Nasa is seeking collaboration with its International Space Station (ISS) partners to draft standards that will improve interoperability between space companies.

With commercial companies such as SpaceX—which has a contract with Nasa to make deliveries to the ISS—Virgin Galactic and Boeing carrying out an increasing number of missions, a unified approach to hardware could assist cooperation between space organisations and assist crew rescue missions.

Nasa and its partners are seeking feedback on the drafts, which addresses seven priority areas: avionics, communications, environmental control and life support systems, power systems, rendezvous operations, robotics, and thermal systems.

Nasa believes that such an approach will also maximise investment in, and the benefits of, future deep space exploration platforms and technologies.

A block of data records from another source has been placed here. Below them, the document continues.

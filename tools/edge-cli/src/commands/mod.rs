//! CLI command implementations.

pub mod bench;
pub mod check;
pub mod config;
pub mod derive;
pub mod eval;
pub mod explain;
pub mod functions;

use anyhow::{bail, Result};
use clap::{Args, Subcommand};

/// Arguments for the eval command.
#[derive(Args)]
pub struct EvalArgs {
    /// Template to evaluate.
    pub template: String,

    /// Context values, bound to `{0}`, `{1}`, ...
    pub values: Vec<String>,
}

/// Arguments for the explain command.
#[derive(Args)]
pub struct ExplainArgs {
    /// Template to explain.
    pub template: String,
}

/// Arguments for the functions command.
#[derive(Args)]
pub struct FunctionsArgs {
    /// Show only this function.
    pub name: Option<String>,
}

/// Arguments for the check command.
#[derive(Args)]
pub struct CheckArgs {
    /// Treat warnings as errors.
    #[arg(long)]
    pub strict: bool,
}

/// Arguments for the derive command.
#[derive(Args)]
pub struct DeriveArgs {
    /// Rule name.
    pub rule: String,

    /// Request method.
    #[arg(short, long, default_value = "GET")]
    pub method: String,

    /// Request path.
    #[arg(short, long, default_value = "/")]
    pub path: String,

    /// Request header (NAME=VALUE, repeatable).
    #[arg(short = 'H', long = "header")]
    pub headers: Vec<String>,

    /// Query parameter (NAME=VALUE, repeatable).
    #[arg(short, long = "query")]
    pub queries: Vec<String>,

    /// Cookie (NAME=VALUE, repeatable).
    #[arg(long = "cookie")]
    pub cookies: Vec<String>,

    /// Authenticated user id.
    #[arg(short, long)]
    pub user: Option<String>,

    /// Country code.
    #[arg(long)]
    pub country: Option<String>,

    /// Region.
    #[arg(long)]
    pub region: Option<String>,

    /// City.
    #[arg(long)]
    pub city: Option<String>,

    /// Print the debug headers for the derived key (also `-H X-Debug-Cache=1`).
    #[arg(long)]
    pub debug_headers: bool,
}

/// Arguments for the bench command.
#[derive(Args)]
pub struct BenchArgs {
    /// Template to benchmark.
    pub template: String,

    /// Context values, bound to `{0}`, `{1}`, ...
    pub values: Vec<String>,

    /// Evaluations per thread.
    #[arg(short = 'n', long, default_value = "10000")]
    pub iterations: u64,

    /// Worker threads sharing the compiled template.
    #[arg(short, long, default_value = "4")]
    pub threads: usize,
}

/// Arguments for the config command.
#[derive(Args)]
pub struct ConfigArgs {
    #[command(subcommand)]
    pub command: ConfigCommand,
}

#[derive(Subcommand)]
pub enum ConfigCommand {
    /// Show current configuration.
    Show,
    /// Initialize a new config file.
    Init {
        /// Force overwrite existing config.
        #[arg(short, long)]
        force: bool,
    },
}

/// Split a `NAME=VALUE` argument.
pub fn parse_pair(arg: &str) -> Result<(&str, &str)> {
    match arg.split_once('=') {
        Some((name, value)) if !name.is_empty() => Ok((name, value)),
        _ => bail!("Expected NAME=VALUE, got `{}`", arg),
    }
}
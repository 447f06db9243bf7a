//! List the builtin functions.

use anyhow::{bail, Result};
use edge_expr::FunctionDef;
use serde::Serialize;

use super::FunctionsArgs;
use crate::context::Context;

#[derive(Serialize)]
struct FunctionInfo {
    name: &'static str,
    arity: String,
    summary: &'static str,
}

impl From<&FunctionDef> for FunctionInfo {
    fn from(def: &FunctionDef) -> Self {
        Self {
            name: def.name(),
            arity: def.arity().to_string(),
            summary: def.summary(),
        }
    }
}

/// Run the functions command.
pub async fn run(args: FunctionsArgs, ctx: &Context) -> Result<()> {
    let registry = ctx.compiler().registry();

    let functions: Vec<FunctionInfo> = match &args.name {
        Some(name) => match registry.get(name) {
            Some(def) => vec![def.into()],
            None => bail!("Unknown function: {}", name),
        },
        None => registry.iter().map(FunctionInfo::from).collect(),
    };

    if ctx.output.is_json() {
        ctx.output.json(&functions);
        return Ok(());
    }

    ctx.output.header("Functions");
    let width = functions.iter().map(|f| f.name.len()).max().unwrap_or(0);
    for function in &functions {
        ctx.output
            .table_row(&[function.name, function.arity.as_str(), function.summary], &[width, 6, 0]);
    }

    Ok(())
}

The approach aims to support universal standards without dictating design features beyond the interfaces that allow hardware systems to operate with each other.

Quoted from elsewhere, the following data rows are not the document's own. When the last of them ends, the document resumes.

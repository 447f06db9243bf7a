//! CLI configuration.

use anyhow::{Context, Result};
use edge_cache::RuleConfig;
use edge_expr::ParseLimits;
use edge_observability::LoggingConfig;
use serde::{Deserialize, Serialize};

/// CLI configuration file.
#[derive(Debug, Clone, Default, Serialize, Deserialize)]
pub struct CliConfig {
    /// Parser limits applied to every template.
    #[serde(default)]
    pub limits: ParseLimits,

    /// Logging configuration.
    #[serde(default)]
    pub logging: LoggingConfig,

    /// Cache key rules.
    #[serde(default)]
    pub rules: Vec<RuleConfig>,
}

impl CliConfig {
    /// Load config from a file.
    pub fn load(path: &str) -> Result<Self> {
        let content = std::fs::read_to_string(path)
            .with_context(|| format!("Failed to read config file: {}", path))?;

        if path.ends_with(".json") {
            serde_json::from_str(&content)
                .with_context(|| format!("Failed to parse JSON config: {}", path))
        } else {
            toml::from_str(&content)
                .with_context(|| format!("Failed to parse TOML config: {}", path))
        }
    }
}

/// Generate a default edge.toml config file.
pub fn generate_default_config() -> String {
    let limits = ParseLimits::default();
    format!(
        r#"# Cache key configuration

[limits]
max_depth = {max_depth}
max_template_len = {max_template_len}

[logging]
format = "human"
level = "warn"

[[rules]]
name = "assets"
template = "{{0}}:{{path_dir {{1}}}}/{{lower {{path_base {{1}}}}}}"
inputs = ["method", "path"]

[[rules]]
name = "pdp"
template = "pdp:{{select {{0}} 0}}:{{1}}:{{substr {{2}} 0 2}}"
inputs = ["segment:1", "device", "header:accept-language"]
"#,
        max_depth = limits.max_depth,
        max_template_len = limits.max_template_len,
    )
}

“Contributions from the global community will improve the quality of the interoperability standards and help enable development of the systems necessary to meet global exploration goals,” said associate administrator for Nasa’s human exploration and operations mission directorate, William Gerstenmaier.

“Having compatible hardware will allow differing designs to operate with each other. This could allow for crew rescue missions and support from any spacecraft built to these standards.”

Such interoperability standards will build upon the successful global collaboration that went into developing the International Docking System Standard, which provides a path for both government and commercial entities to develop a docking system compatible with others.

A baseline version of the standards is targeted for the summer of 2018, with their first potential application the Lunar Orbital Platform-Gateway—Nasa’s first lunar outpost that aims to extend human presence in deep space.